President Alberto Fernández rejected the officer, he added.
Fernández de Kirchner survived an apparent assassination attempt as she mingled with supporters outside her home last Thursday night when a gun brandished by 35-year-old Brazilian national Fernando Andre Sabag Montiel failed to fire.
Aníbal Fernández has come under fierce criticism in the wake of the failed attack, with many querying how the gunman managed to get so close to the vice-president while armed.
Defending the security forces and Federal Police, the minister said that protocols to protect the Senate chief had “been correctly complied with," despite the failed shooting attempt.
"There is a photo where it is clearly seen as if it was [number] five on a dice: the vice-president in the middle and four men from the Federal Police around her," he said, adding that it is "very difficult" to protect against an attack of this type in an "open situation" with large crowds, especially given as Sabag Montiel had mingled with supporters of the vice-president in the lead-up to the attack.
Responding to questioning regarding the suspect’s mobile phone – which, according to reports in local outlets, has been reset to factory settings – Fernández defended the Federal Police officers who were at the scene, saying they “did not tamper” with Sabag Montiel’s device. He said investigators were looking into the matter.
"What they did was to pick it up, put it in a Faraday bag – they create an electromagnetic field so that it cannot be accessed remotely – and send it to the Court,” he said.
Fernández went on to give an account of the actions of the Federal Police officers who were near the former president's apartment building in Recoleta in the wake of the attack.

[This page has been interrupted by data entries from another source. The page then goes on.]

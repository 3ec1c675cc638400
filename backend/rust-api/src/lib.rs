use axum::{
    http::{header, Method},
    middleware,
    routing::{get, post},
    Router,
};
use std::sync::Arc;
use tower_http::{
    compression::CompressionLayer,
    cors::{Any, CorsLayer},
    trace::TraceLayer,
};

pub mod config;
pub mod extractors;
pub mod handlers;
pub mod metrics;
pub mod middlewares;
pub mod models;
pub mod services;
pub mod utils;

pub use config::Config;
pub use services::AppState;

pub fn create_router(app_state: Arc<AppState>) -> Router {
    let cors = CorsLayer::new()
        .allow_methods([Method::GET, Method::POST, Method::OPTIONS])
        .allow_headers([header::AUTHORIZATION, header::CONTENT_TYPE])
        .allow_origin(Any);

    Router::new()
        .route("/health", get(handlers::health_check))
        .route("/metrics", get(handlers::metrics_handler))
        .nest("/api", api_routes(app_state.clone()))
        .with_state(app_state)
        .layer(cors)
        .layer(CompressionLayer::new())
        .layer(middleware::from_fn(
            middlewares::metrics::metrics_middleware,
        ))
        .layer(middleware::from_fn(
            middlewares::trace::trace_context_middleware,
        ))
        .layer(TraceLayer::new_for_http())
}

fn api_routes(app_state: Arc<AppState>) -> Router<Arc<AppState>> {
    let public_routes = Router::new()
        .route("/user", post(handlers::auth::create_user))
        .route("/login", post(handlers::auth::login));

    let admin_routes = Router::new()
        .route(
            "/questions",
            get(handlers::questions::list_questions).post(handlers::questions::upload_questions),
        )
        .route_layer(middleware::from_fn(
            middlewares::auth::admin_guard_middleware,
        ));

    let protected_routes = Router::new()
        .route("/topics", get(handlers::questions::list_topics))
        .route("/quiz", post(handlers::quiz::generate_quiz))
        .route("/quiz/{id}/response", post(handlers::quiz::submit_answer))
        .route("/quiz/{id}/result", get(handlers::quiz::get_result))
        .merge(admin_routes)
        .route_layer(middleware::from_fn_with_state(
            app_state,
            middlewares::auth::auth_middleware,
        ));

    public_routes.merge(protected_routes)
}
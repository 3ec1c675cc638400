use serde::Serialize;
use std::sync::Arc;

use super::{
    store::{QuestionStore, TopicStore},
    ServiceError, ServiceResult,
};
use crate::models::{QuestionDetail, QuestionUpload};

#[derive(Debug, Serialize, PartialEq, Eq)]
pub struct UploadSummary {
    pub number_of_questions_inserted: usize,
    pub topic: String,
}

pub struct QuestionService {
    questions: Arc<dyn QuestionStore>,
    topics: Arc<dyn TopicStore>,
}

impl QuestionService {
    pub fn new(questions: Arc<dyn QuestionStore>, topics: Arc<dyn TopicStore>) -> Self {
        Self { questions, topics }
    }

    /// Ingest a JSON array of questions under `topic`.
    pub async fn upload_questions(
        &self,
        topic: Option<&str>,
        file: Option<&[u8]>,
    ) -> ServiceResult<UploadSummary> {
        let topic = topic.map(str::trim).unwrap_or_default();
        if topic.is_empty() {
            return Err(ServiceError::invalid_input("Topic not provided"));
        }
        let file = file.ok_or_else(|| ServiceError::invalid_input("Questions file not provided"))?;

        let uploads: Vec<QuestionUpload> = serde_json::from_slice(file).map_err(|e| {
            tracing::warn!("Rejected questions file for topic '{}': {}", topic, e);
            ServiceError::invalid_input("Invalid JSON file. Please upload valid JSON")
        })?;
        if uploads.is_empty() {
            return Err(ServiceError::invalid_input("Questions file has no questions"));
        }

        let questions: Vec<_> = uploads
            .into_iter()
            .map(|upload| upload.into_question(topic))
            .collect();

        let inserted = self.questions.insert_many(&questions).await?;
        self.topics.upsert(topic).await?;

        tracing::info!("Inserted {} questions for topic '{}'", inserted, topic);

        Ok(UploadSummary {
            number_of_questions_inserted: inserted,
            topic: topic.to_string(),
        })
    }

    pub async fn list_by_topic(&self, topic: Option<&str>) -> ServiceResult<Vec<QuestionDetail>> {
        let topic = topic.map(str::trim).unwrap_or_default();
        if topic.is_empty() {
            return Err(ServiceError::invalid_input("Topic not provided in URL"));
        }

        let questions = self.questions.search_by_topic(topic).await?;
        if questions.is_empty() {
            return Err(ServiceError::not_found("No questions found with this topic"));
        }

        Ok(questions.into_iter().map(QuestionDetail::from).collect())
    }

    pub async fn list_topics(&self) -> ServiceResult<Vec<String>> {
        Ok(self.topics.list().await?)
    }
}
//! # Evaluation
//!
//! Everything between a playground snapshot and a rendered result:
//!
//! ```text
//! PlaygroundState → EvaluationStateMachine → Correlator → EvaluationUnit
//!                          ↑                     │
//!                  EvaluationState  ←───  Reply (matched by id)
//! ```
//!
//! - [`protocol`]: request/reply payloads and the id-carrying [`protocol::Envelope`]
//! - [`correlator`]: multiplexes concurrent calls over one channel
//! - [`unit`]: the isolated worker that actually runs the rules
//! - [`state`]: projects replies into an observable [`state::EvaluationState`]
//! - [`clock`]: timestamps each request once, before it is sent

pub mod clock;
pub mod correlator;
pub mod protocol;
pub mod state;
pub mod unit;

pub use clock::{Clock, SystemClock};
pub use correlator::{Channel, Correlator, CorrelatorError, PendingReply};
pub use protocol::{Envelope, Output, Reply, Request, Updates, Values};
pub use state::{EvaluationState, EvaluationStateMachine};
pub use unit::{EvaluationOptions, EvaluationUnit, UnitError};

"Our officers arrived, all the superintendents were there, an unprecedented event, the tents were set up, we worked step-by-step on each of the issues,” he said.
Sabag Montiel “was stripped naked, we worked with forensic investigators, as appropriate. And then at some point the phone is sent in what is known as a Faraday bag” to protect the device from interference,” explained the head of the Security Ministry.
"The phone is sent in a Faraday bag, and in court, the judge gives us a receipt that says it was received with the chain of custody intact. That's as far as our task goes. After that I don't know what happens [to it]. The judge and the prosecutor have the power to make decisions per se, which I don't know," he continued.
The officers who handled the phone have already testified about their involvement with the mobile phone. To date, Judge María Eugenia Capuchetti and Prosecutor Carlos Rívolo – who are overseeing the investigation into the failed shooting attempt – have not opened a probe against any of the officers involved in the chain of custody of the Samsung A50 device owned by Sabag Montiel.
Two specialists from the Airport Security Police (PSA) were also included in attempts to unlock the phone and gain access to the data it holds.